Some of your names are good. Some of your names are bad. I didn't see anything really ugly though, so you got that going for you ;)

Some examples of the good names include:

original, permutation, bestDeviation, trial

These names are speaking for themselves, it's almost instantly clear what they mean.

On the other hand there's things like:

t1, t2, v, v2

These names are completely meaningless. I can't tell what they stand for, I have no idea (not in the slightest) what is in the variables with these names. It would tremendously help to understand your code's purpose, if I (or Mr. Maintainer) knew what the smallest units the code works with are.

I'd guesstimate you're operating on Vectors in a graphical representation of bodies, but I simply cannot be sure.

Anyways, from naming to:

Spacing and Linebreaks:

Thge code could use some additional linebreaks here and there, if only just to reduce the "verical complexity" of your code.

Normally I try to portion my code so you can read it one line at a time, and almost instantly understand what happens on it.

That's extremely hard when I need to scroll and there's multiple (low-level) transformations and operations. Try to write code, which doesn't take long to skim over and get the gist of.
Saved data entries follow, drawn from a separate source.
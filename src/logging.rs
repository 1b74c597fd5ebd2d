use tracing_subscriber::layer::SubscriberExt;
use tracing_subscriber::util::SubscriberInitExt;

/// Install the global subscriber. `RUST_LOG` overrides the default `info` filter.
pub fn init() {
    let env_filter = tracing_subscriber::EnvFilter::try_from_default_env()
        .unwrap_or_else(|_| tracing_subscriber::EnvFilter::new("info"));

    let stderr_layer = tracing_subscriber::fmt::layer()
        .with_target(false)
        .with_writer(std::io::stderr);

    // A second call (e.g. from tests) keeps the first subscriber.
    let _ = tracing_subscriber::registry()
        .with(env_filter)
        .with(stderr_layer)
        .try_init();
}
//! # ragdesk
//!
//! A grounded question answering service over a flat corpus of text.
//!
//! Administrators post raw text, which is split into overlapping chunks,
//! embedded, and stored. Users ask questions; the closest chunks are handed
//! to a language model that may answer only from them, and the chunks used
//! are returned alongside the answer.
//!
//! ## Architecture
//!
//! ```text
//!  text ──▶ Chunker ──▶ Embedder ──▶ VectorStore (SQLite)
//!                                        │
//!  question ──▶ Embedder ──▶ nearest(k) ─┘──▶ Answerer ──▶ LanguageModel
//!
//!  every HTTP entry point passes the AuthGate (session cookie + role) first
//! ```
//!
//! ## Modules
//!
//! | Module | Purpose |
//! |--------|---------|
//! | [`config`] | TOML configuration parsing |
//! | [`chunk`] | Overlapping fixed-window chunking |
//! | [`embedding`] | Embedding provider abstraction |
//! | [`vector`] | Typed vectors and distance metrics |
//! | [`store`] | Vector storage (SQLite, in-memory) |
//! | [`retriever`] | Ingestion and top-k retrieval |
//! | [`generation`] | Language model abstraction |
//! | [`answer`] | Grounded prompt assembly and answering |
//! | [`auth`] | Passwords, session tokens, role gating |
//! | [`app`] | Composition root |
//! | [`server`] | HTTP API |
//! | [`db`] | Database connection |
//! | [`migrate`] | Schema migrations |

pub mod answer;
pub mod app;
pub mod auth;
pub mod chunk;
pub mod config;
pub mod db;
pub mod embedding;
pub mod error;
pub mod generation;
pub mod logging;
pub mod migrate;
pub mod models;
pub mod retriever;
pub mod server;
pub mod store;
pub mod vector;
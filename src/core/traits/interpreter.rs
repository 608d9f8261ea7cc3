use std::time::Duration;

use crate::interactive::io::WorkerIo;

#[derive(Debug, Clone, PartialEq, Eq, thiserror::Error)]
pub enum BootstrapError {
    #[error("runtime `{program}` not found: {msg}")]
    NotFound { program: String, msg: String },
    #[error("runtime failed to initialize: {0}")]
    Failed(String),
}

/// A failure of the submitted program or of its launch. Reported to the user
/// as error text and a non-zero exit code, never as a host crash.
#[derive(Debug, thiserror::Error)]
pub enum RunFault {
    #[error("{0}")]
    Program(String),
    #[error("no input received within {0:?}")]
    InputTimeout(Duration),
    #[error("line of {len} bytes exceeds input buffer of {capacity} bytes")]
    InputTooLong { len: usize, capacity: usize },
    #[error("failed to launch program: {0}")]
    Launch(String),
    #[error("i/o error: {0}")]
    Io(#[from] std::io::Error),
}

impl RunFault {
    pub fn exit_code(&self) -> i32 {
        1
    }
}

/// Produces a ready interpreter. Called lazily on the worker thread; may take
/// seconds, and a failure leaves the host free to try again on the next run.
pub trait InterpreterFactory: std::fmt::Debug + Send + Sync {
    fn bootstrap(&self) -> Result<Box<dyn Interpreter>, BootstrapError>;
}

/// Runs one program to completion on the calling (worker) thread. Reading
/// input through `io` may block that thread until the host supplies a line.
pub trait Interpreter: Send {
    fn run(&mut self, source: &str, io: WorkerIo) -> Result<i32, RunFault>;
}
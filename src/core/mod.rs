pub mod catalog;
pub mod domain;
pub mod pipeline;
pub mod resolver;
pub mod traits;
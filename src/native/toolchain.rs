use std::fs::{self, File};
use std::path::{Path, PathBuf};
use std::process::{Command, Stdio};

use uuid::Uuid;

use crate::{
    core::traits::interpreter::{BootstrapError, Interpreter, InterpreterFactory, RunFault},
    interactive::io::WorkerIo,
};

const STDIN_FILE: &str = "stdin.txt";
const STDOUT_FILE: &str = "stdout.txt";
const STDERR_FILE: &str = "stderr.txt";

const SOURCE_PLACEHOLDER: &str = "{source}";
const DIR_PLACEHOLDER: &str = "{dir}";

/// Backend for compiled languages: the source is written into a fresh
/// directory, compiled, and the result launched with stdin and stdout
/// passed through files.
///
/// Arguments may contain `{source}` (path of the written source file) and
/// `{dir}` (the run directory); both are substituted per run.
#[derive(Clone, Debug)]
pub struct ToolchainRuntime {
    pub compiler: String,
    pub compiler_args: Vec<String>,
    pub launcher: String,
    pub launcher_args: Vec<String>,
    pub source_file: String,
    pub work_root: PathBuf,
}

impl ToolchainRuntime {
    pub fn default_work_root() -> PathBuf {
        std::env::temp_dir().join("coderunner")
    }
}

impl InterpreterFactory for ToolchainRuntime {
    #[tracing::instrument]
    fn bootstrap(&self) -> Result<Box<dyn Interpreter>, BootstrapError> {
        let locate = |program: &str| {
            which::which(program).map_err(|e| BootstrapError::NotFound {
                program: program.to_string(),
                msg: e.to_string(),
            })
        };
        let compiler = locate(&self.compiler)?;
        // A launcher inside the run directory only exists once compiled.
        let launcher = if self.launcher.contains(DIR_PLACEHOLDER) {
            None
        } else {
            Some(locate(&self.launcher)?)
        };

        fs::create_dir_all(&self.work_root).map_err(|e| {
            BootstrapError::Failed(format!(
                "cannot create work dir {}: {}",
                self.work_root.display(),
                e
            ))
        })?;
        tracing::info!(
            "Toolchain ready: compiler={}, launcher={}",
            compiler.display(),
            self.launcher
        );

        Ok(Box::new(ToolchainInterpreter {
            compiler,
            launcher,
            toolchain: self.clone(),
        }))
    }
}

#[derive(Debug)]
struct ToolchainInterpreter {
    compiler: PathBuf,
    launcher: Option<PathBuf>,
    toolchain: ToolchainRuntime,
}

impl ToolchainInterpreter {
    fn expand_one(arg: &str, source: &Path, dir: &Path) -> String {
        arg.replace(SOURCE_PLACEHOLDER, &source.to_string_lossy())
            .replace(DIR_PLACEHOLDER, &dir.to_string_lossy())
    }

    fn expand(args: &[String], source: &Path, dir: &Path) -> Vec<String> {
        args.iter()
            .map(|arg| Self::expand_one(arg, source, dir))
            .collect()
    }

    fn run_in(&self, dir: &Path, source: &str, io: &WorkerIo) -> Result<i32, RunFault> {
        let source_path = dir.join(&self.toolchain.source_file);
        fs::write(&source_path, source)?;

        // The launched program reads its stdin from a file, so all input has
        // to be known before it starts.
        let mut stdin = String::new();
        while let Some(line) = io.read_line()? {
            stdin.push_str(&line);
            stdin.push('\n');
        }

        let compiled = Command::new(&self.compiler)
            .args(Self::expand(&self.toolchain.compiler_args, &source_path, dir))
            .current_dir(dir)
            .stdin(Stdio::null())
            .output()
            .map_err(|e| RunFault::Launch(format!("{}: {}", self.compiler.display(), e)))?;

        if !compiled.status.success() {
            let code = compiled.status.code().unwrap_or(-1);
            tracing::debug!("Compilation failed with {}", code);
            io.stdout(&String::from_utf8_lossy(&compiled.stdout));
            io.stderr(&String::from_utf8_lossy(&compiled.stderr));
            return Ok(code);
        }

        let stdin_path = dir.join(STDIN_FILE);
        let stdout_path = dir.join(STDOUT_FILE);
        let stderr_path = dir.join(STDERR_FILE);
        fs::write(&stdin_path, &stdin)?;

        let launcher = match &self.launcher {
            Some(path) => path.clone(),
            None => PathBuf::from(Self::expand_one(&self.toolchain.launcher, &source_path, dir)),
        };
        let status = Command::new(&launcher)
            .args(Self::expand(&self.toolchain.launcher_args, &source_path, dir))
            .current_dir(dir)
            .stdin(File::open(&stdin_path)?)
            .stdout(File::create(&stdout_path)?)
            .stderr(File::create(&stderr_path)?)
            .status()
            .map_err(|e| RunFault::Launch(format!("{}: {}", launcher.display(), e)))?;

        io.stdout(&String::from_utf8_lossy(&fs::read(&stdout_path)?));
        io.stderr(&String::from_utf8_lossy(&fs::read(&stderr_path)?));

        Ok(status.code().unwrap_or(-1))
    }
}

impl Interpreter for ToolchainInterpreter {
    fn run(&mut self, source: &str, io: WorkerIo) -> Result<i32, RunFault> {
        let dir = self.toolchain.work_root.join(Uuid::new_v4().to_string());
        fs::create_dir_all(&dir)?;

        let result = self.run_in(&dir, source, &io);

        if let Err(e) = fs::remove_dir_all(&dir) {
            tracing::warn!("Failed to clean up {}: {}", dir.display(), e);
        }
        result
    }
}
#[derive(Debug, Clone, Copy, PartialEq, Eq)]
pub enum InputMode {
    /// Lines collected before the run are the whole input; once they are
    /// used up the program sees end-of-input.
    Batched,
    /// Lines are delivered as they arrive, each only when the program blocks
    /// for it. Input ends when the session closes it.
    Interactive,
}

#[derive(Debug, Clone, PartialEq, Eq, thiserror::Error)]
pub enum HostError {
    #[error("a program is already running")]
    AlreadyRunning,
    #[error("worker thread unavailable: {0}")]
    WorkerUnavailable(String),
    #[error("interpreter failed to start: {0}")]
    Bootstrap(String),
    #[error("worker stopped before the run finished")]
    Interrupted,
    #[error("input rejected: {0}")]
    Input(RelayError),
}

#[derive(Debug, Clone)]
pub struct WorkerConfig {
    /// `None` waits for input forever.
    pub input_timeout: Option<Duration>,
    pub input_capacity: usize,
}

impl Default for WorkerConfig {
    fn default() -> Self {
        Self {
            input_timeout: Some(Duration::from_millis(DEFAULT_INPUT_TIMEOUT_MS)),
            input_capacity: DEFAULT_INPUT_CAPACITY,
        }
    }
}

#[derive(Debug)]
struct HostState {
    worker: WorkerState,
    in_flight: bool,
}

type SharedState = Arc<Mutex<HostState>>;

fn lock_state(state: &SharedState) -> MutexGuard<'_, HostState> {
    state.lock().unwrap_or_else(|poisoned| poisoned.into_inner())
}

fn transition(state: &SharedState, next: WorkerState) {
    let mut state = lock_state(state);
    if state.worker != next {
        tracing::debug!("Worker state {:?} -> {:?}", state.worker, next);
        state.worker = next;
    }
}

enum WorkerCommand {
    Run {
        source: String,
        io: WorkerIo,
        relay: Arc<StdinRelay>,
    },
}

#[derive(Debug)]
struct WorkerThread {
    commands: std_mpsc::Sender<WorkerCommand>,
    handle: JoinHandle<()>,
}

/// Owns one long-lived worker thread running an interpreter and mediates all
/// traffic with it. The interpreter is bootstrapped lazily on the first run;
/// a failed bootstrap is retried on the next one. Only one run may be in
/// flight at a time.
///
/// `run` must be called from within a tokio runtime; it spawns the task that
/// relays worker events and feeds queued input.
#[derive(Debug)]
pub struct WorkerHost {
    factory: Arc<dyn InterpreterFactory>,
    config: WorkerConfig,
    state: SharedState,
    worker: Mutex<Option<WorkerThread>>,
}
points1.stream().map(v -> v.extend(1)).map(trial::multiply).forEach(v -> sum[0] += points2.stream().mapToDouble(v2 -> distanceCheated(v, v2)).min().orElse(0));

then becomes:

points1.stream().map(v -> v.extend(1))
        .map(trial::multiply)
        .forEach(v -> sum[0] += points2.stream()
                .mapToDouble(v2 -> distanceCheated(v, v2))
                .min().orElse(0)
        );

On the other hand there's one place where I feel you left too much space:

t2.forEach(transformed ->
{

    for (int[] permutation : permutations) {

I'd write it like this:

t2.forEach(transformed -> {
    for (int[] permutation : permutations) {

Other than this, there's no stylistic points to make here, and as mentioned I don't want to review the functionality without more information and context.